* Directions for this task
Give back each line of the listing below that contains the string "user".

=== Begin Enclosure ===

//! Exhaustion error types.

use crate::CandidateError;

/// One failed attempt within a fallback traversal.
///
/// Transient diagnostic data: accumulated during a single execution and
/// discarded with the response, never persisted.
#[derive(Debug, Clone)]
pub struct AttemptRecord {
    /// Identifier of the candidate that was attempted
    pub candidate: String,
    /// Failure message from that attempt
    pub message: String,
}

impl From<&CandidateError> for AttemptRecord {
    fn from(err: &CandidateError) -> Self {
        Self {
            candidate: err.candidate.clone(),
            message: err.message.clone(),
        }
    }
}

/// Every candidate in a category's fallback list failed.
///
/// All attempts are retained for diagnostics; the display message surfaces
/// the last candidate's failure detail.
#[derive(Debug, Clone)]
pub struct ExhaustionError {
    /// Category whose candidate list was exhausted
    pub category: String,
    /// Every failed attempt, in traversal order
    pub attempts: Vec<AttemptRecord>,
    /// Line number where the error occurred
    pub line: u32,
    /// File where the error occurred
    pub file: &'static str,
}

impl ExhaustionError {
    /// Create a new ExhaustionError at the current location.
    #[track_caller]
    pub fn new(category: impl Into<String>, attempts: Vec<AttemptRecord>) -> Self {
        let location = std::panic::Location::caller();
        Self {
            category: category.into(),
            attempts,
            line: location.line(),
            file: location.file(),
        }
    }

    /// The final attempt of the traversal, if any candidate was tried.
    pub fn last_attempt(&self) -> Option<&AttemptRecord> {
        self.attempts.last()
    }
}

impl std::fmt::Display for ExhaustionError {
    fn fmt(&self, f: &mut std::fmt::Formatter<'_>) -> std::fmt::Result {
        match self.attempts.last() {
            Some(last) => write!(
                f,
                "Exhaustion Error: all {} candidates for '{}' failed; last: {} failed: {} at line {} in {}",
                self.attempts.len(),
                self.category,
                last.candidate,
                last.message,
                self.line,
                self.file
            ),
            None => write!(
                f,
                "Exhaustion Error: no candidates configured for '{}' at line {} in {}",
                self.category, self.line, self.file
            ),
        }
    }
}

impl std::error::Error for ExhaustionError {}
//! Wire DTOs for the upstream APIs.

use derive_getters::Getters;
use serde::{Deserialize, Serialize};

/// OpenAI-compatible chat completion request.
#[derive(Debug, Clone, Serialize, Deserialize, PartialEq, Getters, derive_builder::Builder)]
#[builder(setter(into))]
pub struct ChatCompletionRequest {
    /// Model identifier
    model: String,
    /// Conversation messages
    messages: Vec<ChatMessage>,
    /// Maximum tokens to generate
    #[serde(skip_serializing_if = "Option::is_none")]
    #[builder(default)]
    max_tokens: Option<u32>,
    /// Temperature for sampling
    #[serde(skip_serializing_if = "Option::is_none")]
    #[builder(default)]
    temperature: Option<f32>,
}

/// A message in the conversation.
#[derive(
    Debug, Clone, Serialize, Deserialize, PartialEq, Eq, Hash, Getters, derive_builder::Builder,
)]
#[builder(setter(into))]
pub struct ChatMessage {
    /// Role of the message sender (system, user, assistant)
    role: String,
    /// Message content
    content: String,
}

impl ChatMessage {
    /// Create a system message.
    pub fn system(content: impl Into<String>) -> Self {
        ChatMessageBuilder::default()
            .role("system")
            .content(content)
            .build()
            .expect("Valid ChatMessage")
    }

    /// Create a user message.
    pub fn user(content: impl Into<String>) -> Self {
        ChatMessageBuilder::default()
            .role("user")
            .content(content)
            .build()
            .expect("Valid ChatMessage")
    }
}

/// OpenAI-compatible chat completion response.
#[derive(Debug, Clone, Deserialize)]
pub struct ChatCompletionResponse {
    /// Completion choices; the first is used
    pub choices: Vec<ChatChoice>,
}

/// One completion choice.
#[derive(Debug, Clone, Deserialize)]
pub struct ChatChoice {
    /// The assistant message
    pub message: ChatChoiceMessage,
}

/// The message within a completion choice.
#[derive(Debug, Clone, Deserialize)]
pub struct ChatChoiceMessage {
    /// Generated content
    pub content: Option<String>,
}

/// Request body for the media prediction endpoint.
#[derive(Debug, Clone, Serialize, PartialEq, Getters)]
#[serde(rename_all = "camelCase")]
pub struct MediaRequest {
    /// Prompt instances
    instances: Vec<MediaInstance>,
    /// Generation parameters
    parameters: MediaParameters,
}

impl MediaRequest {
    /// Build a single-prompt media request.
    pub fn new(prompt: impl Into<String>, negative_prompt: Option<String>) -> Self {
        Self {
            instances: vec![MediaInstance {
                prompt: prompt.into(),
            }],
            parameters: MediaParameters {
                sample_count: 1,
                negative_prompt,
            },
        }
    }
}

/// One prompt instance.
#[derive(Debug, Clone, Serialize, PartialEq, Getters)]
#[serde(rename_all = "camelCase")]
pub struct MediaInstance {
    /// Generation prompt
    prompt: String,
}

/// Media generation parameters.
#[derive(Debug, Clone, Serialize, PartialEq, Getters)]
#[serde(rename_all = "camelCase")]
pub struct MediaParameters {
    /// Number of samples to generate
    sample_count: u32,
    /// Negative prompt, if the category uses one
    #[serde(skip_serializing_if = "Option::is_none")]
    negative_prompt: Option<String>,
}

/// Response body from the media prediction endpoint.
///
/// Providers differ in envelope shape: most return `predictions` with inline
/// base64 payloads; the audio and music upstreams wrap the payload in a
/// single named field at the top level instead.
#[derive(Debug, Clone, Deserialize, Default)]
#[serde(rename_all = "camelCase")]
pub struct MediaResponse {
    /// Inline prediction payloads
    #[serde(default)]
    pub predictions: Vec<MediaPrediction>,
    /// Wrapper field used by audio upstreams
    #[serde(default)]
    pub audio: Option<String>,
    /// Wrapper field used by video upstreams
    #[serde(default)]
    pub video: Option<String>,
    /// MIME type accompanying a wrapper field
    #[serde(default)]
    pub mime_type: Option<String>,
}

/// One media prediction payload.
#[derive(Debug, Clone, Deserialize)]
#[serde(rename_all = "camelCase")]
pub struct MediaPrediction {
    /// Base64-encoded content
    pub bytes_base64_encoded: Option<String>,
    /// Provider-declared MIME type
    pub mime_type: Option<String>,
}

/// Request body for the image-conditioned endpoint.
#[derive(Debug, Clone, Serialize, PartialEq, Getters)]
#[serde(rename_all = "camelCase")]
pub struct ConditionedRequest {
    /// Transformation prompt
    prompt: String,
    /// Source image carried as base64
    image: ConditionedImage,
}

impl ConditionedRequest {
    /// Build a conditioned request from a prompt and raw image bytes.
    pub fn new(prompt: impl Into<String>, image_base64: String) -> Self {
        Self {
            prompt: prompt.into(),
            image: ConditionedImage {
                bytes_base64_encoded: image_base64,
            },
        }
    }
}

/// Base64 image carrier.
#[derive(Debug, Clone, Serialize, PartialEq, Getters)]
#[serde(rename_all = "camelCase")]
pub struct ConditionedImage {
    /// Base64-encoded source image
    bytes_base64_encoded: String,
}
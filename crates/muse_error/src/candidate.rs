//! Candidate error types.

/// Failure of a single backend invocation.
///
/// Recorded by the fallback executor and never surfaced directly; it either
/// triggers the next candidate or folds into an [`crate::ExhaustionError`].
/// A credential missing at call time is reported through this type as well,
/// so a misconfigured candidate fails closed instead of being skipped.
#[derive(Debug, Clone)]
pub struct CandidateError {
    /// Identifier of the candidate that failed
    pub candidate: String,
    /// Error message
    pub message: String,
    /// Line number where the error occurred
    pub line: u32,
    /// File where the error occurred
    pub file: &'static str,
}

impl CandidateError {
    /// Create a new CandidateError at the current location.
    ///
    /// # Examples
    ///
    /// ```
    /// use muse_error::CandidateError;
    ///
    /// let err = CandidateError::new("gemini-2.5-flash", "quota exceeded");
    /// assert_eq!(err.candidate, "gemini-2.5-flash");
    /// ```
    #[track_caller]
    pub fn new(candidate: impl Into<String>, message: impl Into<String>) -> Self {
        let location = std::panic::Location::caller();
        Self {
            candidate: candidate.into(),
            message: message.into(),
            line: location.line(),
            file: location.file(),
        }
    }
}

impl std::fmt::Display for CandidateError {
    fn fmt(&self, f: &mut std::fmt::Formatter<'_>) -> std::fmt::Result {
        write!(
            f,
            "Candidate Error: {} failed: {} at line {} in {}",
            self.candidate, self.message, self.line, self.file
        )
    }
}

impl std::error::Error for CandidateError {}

=== End Enclosure ===

* Written response
    /// Role of the message sender (system, user, assistant)
    /// Create a user message.
    pub fn user(content: impl Into<String>) -> Self {
            .role("user")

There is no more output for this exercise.